DIRECTIONS.
Which lines of the entries contain the word "Errors"? Please list them.

(Collected data entries)

* * * *

//! Error types for statetree
//!
//! Provides a unified error type for all operations.

use thiserror::Error;

/// Result type alias using StateError
pub type Result<T> = std::result::Result<T, StateError>;

/// Unified error type for statetree operations
#[derive(Debug, Error)]
pub enum StateError {
    // -------------------------------------------------------------------------
    // I/O Errors
    // -------------------------------------------------------------------------
    #[error("IO error: {0}")]
    Io(#[from] std::io::Error),

    // -------------------------------------------------------------------------
    // Startup Errors
    // -------------------------------------------------------------------------
    /// Snapshot file exists but could not be turned into a state tree
    #[error("Config load error: {0}")]
    ConfigLoad(String),

    // -------------------------------------------------------------------------
    // Tree Errors
    // -------------------------------------------------------------------------
    #[error("Path not found: {0}")]
    PathNotFound(String),

    #[error("Not a leaf: {0}")]
    NotALeaf(String),

    /// Destination conflicts with the kind of an existing node
    #[error("Invalid set payload: {0}")]
    InvalidSetPayload(String),

    // -------------------------------------------------------------------------
    // Request Errors
    // -------------------------------------------------------------------------
    #[error("Malformed request: {0}")]
    MalformedRequest(String),

    // -------------------------------------------------------------------------
    // Serialization Errors
    // -------------------------------------------------------------------------
    #[error("Serialization error: {0}")]
    Serialization(#[from] serde_json::Error),
}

* * * *

RESULT BELOW.
    // I/O Errors
    // Startup Errors
    // Tree Errors
    // Request Errors
    // Serialization Errors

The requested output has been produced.